North-Central Section–40th Annual Meeting (20–21 April 2006)

Paper No. 3
Presentation Time: 8:40 AM

GROUND-TRUTHING SATELLITE CHLOROPHYLL CONCENTRATION ALGORITHMS IN LAKE ERIE


PALM, Sarah J.1, WITTER, Donna L.2, ORTIZ, Joseph D.2, HEATH, Robert T3 and BUDD, Judith W4, (1)Kent State University, Kent, OH 44242, (2)Dept of Geology, Kent State University, 221 McGilvrey Hall, Kent, OH 44242, (3)Dept. of Biological Sciences, Kent State University, Room 256, Cunningham Hall, Kent, OH 44242, (4)Dept of Geologic Engineering and Sciences, Michigan Technological University, 1400 Townsend Drive, Houghton, MI 49931, jortiz@kent.edu

Measurements of chlorophyll concentration obtained from water samples are used to evaluate the effectiveness of four satellite chlorophyll concentration algorithms in Lake Erie. These bio-optical algorithms estimate near-surface chlorophyll concentration using satellite measurements of reflected radiation at several wavebands within the visible part of the spectrum.
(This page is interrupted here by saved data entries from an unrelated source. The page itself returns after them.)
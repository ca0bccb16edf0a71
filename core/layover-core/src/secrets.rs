//! Per-project store of MCP server secrets (`secrets/<hash>/mcp-env.json`).
//!
//! Each server's `env` and `args` are captured from the live config file before an
//! overlay touches it, and written back after the restore. Values are kept as raw JSON
//! (key order preserved) so they round-trip unchanged. Stored in cleartext.

use std::collections::BTreeMap;
use std::io;
use std::path::Path;

use chrono::{DateTime, Utc};
use fs_err as fs;
use serde::{Deserialize, Serialize};
use serde_json::Value;

use crate::error::{io_err, json_err, Result};
use crate::fs_util::{read_json, remove_path, write_atomic, write_json_atomic};
use crate::identity::{normalize_project_path, ProjectHash};
use crate::storage::StorageConfig;
use crate::target::Target;

pub const SECRETS_VERSION: u32 = 1;

/// Sensitive fields of one MCP server entry.
#[derive(Debug, Clone, Default, PartialEq, Serialize, Deserialize)]
pub struct ServerSecrets {
    #[serde(default, skip_serializing_if = "Option::is_none")]
    pub env: Option<Value>,
    #[serde(default, skip_serializing_if = "Option::is_none")]
    pub args: Option<Value>,
}

#[derive(Debug, Clone, PartialEq, Serialize, Deserialize)]
pub struct SecretsRecord {
    pub version: u32,
    pub project_path: String,
    pub target: String,
    /// Relative to `project_path`.
    pub config_file: String,
    pub mcp_section_key: String,
    pub servers: BTreeMap<String, ServerSecrets>,
    pub extracted_at: DateTime<Utc>,
}

#[derive(Debug, Clone)]
pub struct SecretsVault {
    storage: StorageConfig,
}

impl SecretsVault {
    pub fn new(storage: StorageConfig) -> Self {
        Self { storage }
    }

    /// Captures `env`/`args` of every server in the target's MCP section.
    ///
    /// The live file is not modified. Returns `None` when the file or the section
    /// does not exist.
    pub fn extract(&self, project: &Path, target: &Target) -> Result<Option<SecretsRecord>> {
        let Some(config) = read_config(&target.config_file_path(project))? else {
            return Ok(None);
        };
        let Some(section) = config
            .get(&target.mcp_section_key)
            .and_then(Value::as_object)
        else {
            return Ok(None);
        };

        let servers = section
            .iter()
            .filter_map(|(name, server)| {
                let secrets = ServerSecrets {
                    env: server.get("env").cloned(),
                    args: server.get("args").cloned(),
                };
                (secrets.env.is_some() || secrets.args.is_some())
                    .then(|| (name.clone(), secrets))
            })
            .collect();

        Ok(Some(SecretsRecord {
            version: SECRETS_VERSION,
            project_path: normalize_project_path(project),
            target: target.name.clone(),
            config_file: target.config_file.clone(),
            mcp_section_key: target.mcp_section_key.clone(),
            servers,
            extracted_at: Utc::now(),
        }))
    }

    pub fn save(&self, hash: &ProjectHash, record: &SecretsRecord) -> Result<()> {
        write_json_atomic(&self.storage.project_paths(hash).secrets_file, record)?;
        tracing::debug!(project = %hash, servers = record.servers.len(), "Secrets saved");
        Ok(())
    }

    pub fn load(&self, hash: &ProjectHash) -> Result<Option<SecretsRecord>> {
        read_json(&self.storage.project_paths(hash).secrets_file)
    }

    /// Deletes the project's stored secrets. Returns false if there were none.
    pub fn clear(&self, hash: &ProjectHash) -> Result<bool> {
        remove_path(&self.storage.project_paths(hash).secrets_dir)
    }

    /// Writes captured values back into servers still present in the live config file.
    /// Returns how many servers were changed.
    pub fn apply(&self, project: &Path, record: &SecretsRecord) -> Result<usize> {
        let path = project.join(&record.config_file);
        let Some(mut config) = read_config(&path)? else {
            return Ok(0);
        };
        let Some(section) = config
            .get_mut(&record.mcp_section_key)
            .and_then(Value::as_object_mut)
        else {
            return Ok(0);
        };

        let mut changed = 0;
        for (name, secrets) in &record.servers {
            let Some(server) = section.get_mut(name).and_then(Value::as_object_mut) else {
                continue;
            };
            let mut touched = false;
            for (key, value) in [("env", &secrets.env), ("args", &secrets.args)] {
                if let Some(value) = value {
                    if server.get(key) != Some(value) {
                        server.insert(key.to_string(), value.clone());
                        touched = true;
                    }
                }
            }
            if touched {
                changed += 1;
            }
        }

        if changed > 0 {
            let mut payload =
                serde_json::to_vec_pretty(&config).map_err(json_err("serialize config file"))?;
            payload.push(b'\n');
            write_atomic(&path, &payload)?;
            tracing::debug!(path = %path.display(), changed, "Secrets applied");
        }
        Ok(changed)
    }
}

fn read_config(path: &Path) -> Result<Option<Value>> {
    let content = match fs::read_to_string(path) {
        Ok(content) => content,
        Err(err) if err.kind() == io::ErrorKind::NotFound => return Ok(None),
        Err(err) => return Err(io_err("read config file")(err)),
    };
    serde_json::from_str(&content)
        .map(Some)
        .map_err(json_err(format!("parse {}", path.display())))
}
//! layover: lays agent configuration over a project for the length of one run.
//!
//! Every invocation is an independent process. Coordination with other invocations
//! on the same project happens entirely on disk (see `layover-core`).
//!
//! ## Subcommands
//!
//! - `run`: overlay, run a command, restore when the last session exits
//! - `status`: sessions, lock liveness and snapshots per project
//! - `recover`: run the crash recovery scanner explicitly
//! - `restore`: force a restore when no session is live
//! - `history`: finished sessions, newest first

mod history;
mod logging;
mod recover;
mod restore;
mod run;
mod status;

use std::path::PathBuf;
use std::process::ExitCode;

use clap::{Parser, Subcommand};
use layover_core::{SessionOrchestrator, StorageConfig};

#[derive(Parser)]
#[command(name = "layover")]
#[command(about = "Overlay agent configuration onto a project and restore it afterwards")]
#[command(version)]
struct Cli {
    /// Log recovery and restore activity to stderr
    #[arg(short, long, global = true)]
    verbose: bool,

    /// Storage root (defaults to $LAYOVER_HOME, then ~/.layover)
    #[arg(long, global = true, value_name = "DIR")]
    home: Option<PathBuf>,

    #[command(subcommand)]
    command: Commands,
}

#[derive(Subcommand)]
enum Commands {
    /// Apply the overlay, run a command, restore when the last session exits
    Run {
        /// Project directory (defaults to the current directory)
        #[arg(long, value_name = "DIR")]
        project: Option<PathBuf>,

        /// Target agent tool
        #[arg(long, default_value = "claude")]
        target: String,

        /// Template directory with agents/, commands/ and rules/
        #[arg(long, value_name = "DIR")]
        templates: Option<PathBuf>,

        /// Command to run while the overlay is applied
        #[arg(trailing_var_arg = true, allow_hyphen_values = true, required = true)]
        command: Vec<String>,
    },

    /// Show sessions, lock liveness and snapshots
    Status {
        /// Limit output to one project
        #[arg(long, value_name = "DIR")]
        project: Option<PathBuf>,

        #[arg(long)]
        json: bool,
    },

    /// Restore orphaned sessions and run maintenance
    Recover {
        /// Also scan this project for interrupted restores
        #[arg(long, value_name = "DIR")]
        project: Option<PathBuf>,

        /// Run maintenance even if it ran recently
        #[arg(long)]
        force_maintenance: bool,

        #[arg(long)]
        json: bool,
    },

    /// Restore a project nobody is attached to
    Restore {
        /// Project directory (defaults to the current directory)
        #[arg(long, value_name = "DIR")]
        project: Option<PathBuf>,
    },

    /// List finished sessions, newest first
    History {
        #[arg(short = 'n', long, default_value_t = 20)]
        limit: usize,

        #[arg(long)]
        json: bool,
    },
}

fn main() -> ExitCode {
    let cli = Cli::parse();

    let storage = match cli.home {
        Some(root) => StorageConfig::with_root(root),
        None => match StorageConfig::from_env() {
            Ok(storage) => storage,
            Err(e) => {
                eprintln!("layover: {e}");
                return ExitCode::FAILURE;
            }
        },
    };
    let _logging_guard = logging::init(&storage.logs_dir(), cli.verbose);

    let result = SessionOrchestrator::with_storage(storage)
        .map_err(String::from)
        .and_then(|orchestrator| dispatch(&orchestrator, cli.command));

    match result {
        Ok(code) => code,
        Err(e) => {
            tracing::error!(error = %e, "layover failed");
            eprintln!("layover: {e}");
            ExitCode::FAILURE
        }
    }
}

fn dispatch(orchestrator: &SessionOrchestrator, command: Commands) -> Result<ExitCode, String> {
    match command {
        Commands::Run {
            project,
            target,
            templates,
            command,
        } => run::run(
            orchestrator,
            run::RunArgs {
                project: resolve_project(project)?,
                target,
                templates,
                command,
            },
        ),
        Commands::Status { project, json } => status::run(orchestrator, project.as_deref(), json),
        Commands::Recover {
            project,
            force_maintenance,
            json,
        } => recover::run(orchestrator, project.as_deref(), force_maintenance, json),
        Commands::Restore { project } => restore::run(orchestrator, &resolve_project(project)?),
        Commands::History { limit, json } => history::run(orchestrator, limit, json),
    }
}

fn resolve_project(project: Option<PathBuf>) -> Result<PathBuf, String> {
    match project {
        Some(path) => Ok(path),
        None => std::env::current_dir()
            .map_err(|e| format!("Failed to determine current directory: {e}")),
    }
}
//! Dashboard aggregates for the signed-in user: stat cards, campaigns and recent activity.
use uuid::Uuid;
use chrono::{DateTime, Datelike, Duration, Utc};
use sea_orm::{
    ColumnTrait, DatabaseConnection, EntityTrait, PaginatorTrait, QueryFilter, QueryOrder, QuerySelect,
};
use serde::Serialize;
use tracing::instrument;

use models::automation::{self, AutomationStatus};
use models::job;
use models::user_job::{self, ApplicationStatus};
use crate::automation_service::{applications_today, start_of_day};
use crate::errors::ServiceError;

pub const ACTIVITY_LIMIT: u64 = 20;

#[derive(Debug, Clone, PartialEq, Eq, Serialize)]
pub struct DashboardStat {
    pub label: String,
    pub value: String,
    pub change: String,
    pub key: String,
}

impl DashboardStat {
    fn new(key: &str, label: &str, value: u64, change: &str) -> Self {
        Self { label: label.into(), value: value.to_string(), change: change.into(), key: key.into() }
    }
}

/// An automation as shown on the dashboard.
#[derive(Debug, Clone, Serialize)]
#[serde(rename_all = "camelCase")]
pub struct DashboardCampaign {
    pub id: Uuid,
    pub name: String,
    pub target_title: String,
    pub locations: Vec<String>,
    pub daily_limit: String,
    pub platforms: Vec<String>,
    /// `Running` or `Paused`.
    pub status: String,
    pub applications_today: u64,
    pub daily_limit_number: i32,
}

#[derive(Debug, Clone, PartialEq, Eq, Serialize)]
pub struct ActivityItem {
    pub id: Uuid,
    pub time: String,
    pub title: String,
    pub description: String,
}

/// Monday 00:00 UTC of the week containing `now`.
fn start_of_week(now: DateTime<Utc>) -> DateTime<Utc> {
    let today = start_of_day(now);
    today - Duration::days(i64::from(today.weekday().num_days_from_monday()))
}

/// "Just now", "5 min ago", "3 hr ago", "2 days ago", then "Mar 04".
pub fn relative_time(at: DateTime<Utc>, now: DateTime<Utc>) -> String {
    let delta = now - at;
    if delta < Duration::minutes(1) {
        return "Just now".into();
    }
    if delta < Duration::hours(1) {
        return format!("{} min ago", delta.num_minutes());
    }
    if delta < Duration::days(1) {
        return format!("{} hr ago", delta.num_hours());
    }
    if delta < Duration::days(7) {
        let d = delta.num_days();
        return format!("{d} day{} ago", if d == 1 { "" } else { "s" });
    }
    at.format("%b %d").to_string()
}

/// Title and description of an activity entry for a row in `status`.
pub fn describe(status: &str, job: Option<&job::Model>) -> (String, String) {
    let job_title = job.map(|j| j.title.trim()).filter(|t| !t.is_empty()).unwrap_or("Job");
    let company = job.map(|j| j.company.trim()).unwrap_or_default();
    let target = if company.is_empty() { job_title.to_string() } else { format!("{job_title} @ {company}") };
    match status.parse::<ApplicationStatus>() {
        Ok(ApplicationStatus::Interview) => ("Interview scheduled".into(), target),
        Ok(ApplicationStatus::Submitted) => {
            let description = if company.is_empty() { "Application submitted".to_string() } else { company.to_string() };
            (format!("Applied to {job_title}"), description)
        }
        Ok(ApplicationStatus::Rejected) => ("Application update".into(), format!("{target} - not moving forward")),
        _ => ("Application update".into(), target),
    }
}

/// Applications today and this week, interviews in the last 14 days, running automations.
#[instrument(skip(db))]
pub async fn stats(db: &DatabaseConnection, user_id: Uuid) -> Result<Vec<DashboardStat>, ServiceError> {
    let today = start_of_day(Utc::now());
    let week = start_of_week(Utc::now());
    let fortnight = today - Duration::days(14);

    let mine = || user_job::Entity::find().filter(user_job::Column::UserId.eq(user_id));
    let submitted = ApplicationStatus::Submitted.as_str();
    let applied_today = mine()
        .filter(user_job::Column::Status.eq(submitted))
        .filter(user_job::Column::AppliedAt.gte(today))
        .count(db)
        .await?;
    let applied_this_week = mine()
        .filter(user_job::Column::Status.eq(submitted))
        .filter(user_job::Column::AppliedAt.gte(week))
        .count(db)
        .await?;
    let interviews = mine()
        .filter(user_job::Column::Status.eq(ApplicationStatus::Interview.as_str()))
        .filter(user_job::Column::UpdatedAt.gte(fortnight))
        .count(db)
        .await?;
    let running = automation::Entity::find()
        .filter(automation::Column::UserId.eq(user_id))
        .filter(automation::Column::Status.eq(AutomationStatus::Running.as_str()))
        .count(db)
        .await?;

    Ok(vec![
        DashboardStat::new("applications_today", "Applications today", applied_today, "+0 vs yesterday"),
        DashboardStat::new("this_week", "This week", applied_this_week, "Last 7 days"),
        DashboardStat::new("interviews", "Interviews booked", interviews, "Last 14 days"),
        DashboardStat::new("active_automations", "Active automations", running, "Across job boards"),
    ])
}

/// Every automation of the user, newest first.
#[instrument(skip(db))]
pub async fn campaigns(db: &DatabaseConnection, user_id: Uuid) -> Result<Vec<DashboardCampaign>, ServiceError> {
    let rows = automation::Entity::find()
        .filter(automation::Column::UserId.eq(user_id))
        .order_by_desc(automation::Column::CreatedAt)
        .all(db)
        .await?;
    let mut out = Vec::with_capacity(rows.len());
    for a in rows {
        let status = match a.status.parse::<AutomationStatus>() {
            Ok(AutomationStatus::Running) => "Running",
            _ => "Paused",
        };
        let target_title = a.target_titles.clone().filter(|t| !t.trim().is_empty()).unwrap_or_else(|| "-".into());
        let locations = a
            .locations
            .as_deref()
            .unwrap_or_default()
            .split(',')
            .map(str::trim)
            .filter(|l| !l.is_empty())
            .map(str::to_string)
            .collect();
        out.push(DashboardCampaign {
            id: a.id,
            target_title,
            locations,
            daily_limit: format!("{} / day", a.daily_limit),
            platforms: a.platform_list(),
            status: status.into(),
            applications_today: applications_today(db, a.id).await?,
            daily_limit_number: a.daily_limit,
            name: a.name,
        });
    }
    Ok(out)
}

/// Most recently touched applications, described for a feed.
#[instrument(skip(db))]
pub async fn activity(db: &DatabaseConnection, user_id: Uuid) -> Result<Vec<ActivityItem>, ServiceError> {
    let rows = user_job::Entity::find()
        .find_also_related(job::Entity)
        .filter(user_job::Column::UserId.eq(user_id))
        .order_by_desc(user_job::Column::UpdatedAt)
        .limit(ACTIVITY_LIMIT)
        .all(db)
        .await?;
    let now = Utc::now();
    Ok(rows
        .into_iter()
        .map(|(uj, job)| {
            let (title, description) = describe(&uj.status, job.as_ref());
            ActivityItem { id: uj.id, time: relative_time(uj.updated_at.into(), now), title, description }
        })
        .collect())
}
use sea_orm::{entity::prelude::*, ConnectionTrait, QueryFilter, Set};
use uuid::Uuid;
use chrono::Utc;
use serde::{Deserialize, Serialize};

use crate::errors::ModelError;
use crate::user;

#[derive(Clone, Debug, PartialEq, DeriveEntityModel, Serialize, Deserialize)]
#[sea_orm(table_name = "profiles")]
pub struct Model {
    #[sea_orm(primary_key, auto_increment = false)]
    pub id: Uuid,
    #[sea_orm(unique)]
    pub user_id: Uuid,
    pub first_name: Option<String>,
    pub last_name: Option<String>,
    pub phone: Option<String>,
    pub address: Option<String>,
    pub resume_path: Option<String>,
    pub cover_letter_path: Option<String>,
    pub linkedin_url: Option<String>,
    pub github_url: Option<String>,
    pub portfolio_url: Option<String>,
    pub bio: Option<String>,
    pub headline: Option<String>,
    pub primary_location: Option<String>,
    pub years_experience: Option<String>,
    pub compensation_currency: Option<String>,
    pub top_skills: Option<String>,
    pub cover_letter_tone: Option<String>,
    /// JSON-encoded list of strings; exposed decoded by the profile view.
    #[serde(skip_serializing)]
    pub matching_preferences: Option<String>,
    pub created_at: DateTimeWithTimeZone,
    pub updated_at: DateTimeWithTimeZone,
}

#[derive(Copy, Clone, Debug, EnumIter)]
pub enum Relation {
    User,
}

impl RelationTrait for Relation {
    fn def(&self) -> RelationDef {
        match self {
            Relation::User => Entity::belongs_to(user::Entity)
                .from(Column::UserId)
                .to(user::Column::Id)
                .on_delete(ForeignKeyAction::Cascade)
                .into(),
        }
    }
}

impl Related<user::Entity> for Entity {
    fn to() -> RelationDef { Relation::User.def() }
}

impl ActiveModelBehavior for ActiveModel {}

impl Model {
    /// Stored preferences; anything that is not a JSON list of strings reads as empty.
    pub fn preferences(&self) -> Vec<String> {
        decode_preferences(self.matching_preferences.as_deref())
    }
}

pub fn decode_preferences(raw: Option<&str>) -> Vec<String> {
    raw.and_then(|s| serde_json::from_str::<Vec<String>>(s).ok())
        .unwrap_or_default()
}

pub fn encode_preferences(prefs: &[String]) -> String {
    serde_json::to_string(prefs).unwrap_or_else(|_| "[]".to_string())
}

/// Split "First Middle Last" into ("First", "Middle Last").
pub fn split_full_name(full_name: &str) -> (Option<String>, Option<String>) {
    let trimmed = full_name.trim();
    if trimmed.is_empty() {
        return (None, None);
    }
    match trimmed.split_once(char::is_whitespace) {
        Some((first, rest)) => {
            let rest = rest.trim();
            (Some(first.to_string()), (!rest.is_empty()).then(|| rest.to_string()))
        }
        None => (Some(trimmed.to_string()), None),
    }
}

/// First letters of the first and last word; a single word gives its first two letters.
pub fn initials(name: &str) -> String {
    let words: Vec<&str> = name.split_whitespace().collect();
    match words.as_slice() {
        [] => String::new(),
        [only] => only.chars().take(2).collect::<String>().to_uppercase(),
        [first, .., last] => {
            let mut out = String::new();
            out.extend(first.chars().next());
            out.extend(last.chars().next());
            out.to_uppercase()
        }
    }
}

pub async fn find_by_user<C: ConnectionTrait>(db: &C, user_id: Uuid) -> Result<Option<Model>, ModelError> {
    Ok(Entity::find().filter(Column::UserId.eq(user_id)).one(db).await?)
}

/// Blank profile for a user; names split from `full_name` when given.
pub fn new_for_user(user_id: Uuid, full_name: Option<&str>) -> ActiveModel {
    let (first, last) = full_name.map(split_full_name).unwrap_or((None, None));
    let now = Utc::now().into();
    ActiveModel {
        id: Set(Uuid::new_v4()),
        user_id: Set(user_id),
        first_name: Set(first),
        last_name: Set(last),
        phone: Set(None),
        address: Set(None),
        resume_path: Set(None),
        cover_letter_path: Set(None),
        linkedin_url: Set(None),
        github_url: Set(None),
        portfolio_url: Set(None),
        bio: Set(None),
        headline: Set(None),
        primary_location: Set(None),
        years_experience: Set(None),
        compensation_currency: Set(None),
        top_skills: Set(None),
        cover_letter_tone: Set(None),
        matching_preferences: Set(None),
        created_at: Set(now),
        updated_at: Set(now),
    }
}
The goals of this study were to determine which of the algorithms, if any, are best suited to Lake Erie, and to determine whether any of algorithms were uniformly valid over all areas (or all bio-optical regimes) of the lake. Each of the four algorithms considered (OC2, OC4, Coastal Chlorophyll, and Morel-3) was applied to data collected between 1998 and 2002 by the Sea-viewing Wide Field of view Sensor (SeaWiFS) satellite. The in-water data used for ground-truthing included chlorophyll concentration measurements from 30 hydrographic stations distributed over the Western, Central and Eastern Basins of the lake. Some of these stations were occupied multiple times over the period 1998-2002. The effectiveness of each algorithm in the Lake Erie environment was assessed by statistical comparisons of satellite-derived estimates of chlorophyll concentration with spatially and temporally co-located measurements of chlorophyll concentration from the shallowest in-water observation on each sampling cast. In the Central and Eastern Basins, correlations between the satellite and in situ estimates were acceptable, as compared with validation results for open ocean environments. In these basins, the OC2 algorithm had the best overall performance. None of the algorithms performed well in the relatively turbid and shallow Western Basin. Correlations, biases and root-mean-square error between the in-situ observations and satellite-derived estimates from the four algorithms will be discussed for Lake Erie as a whole and for individual basins within the lake.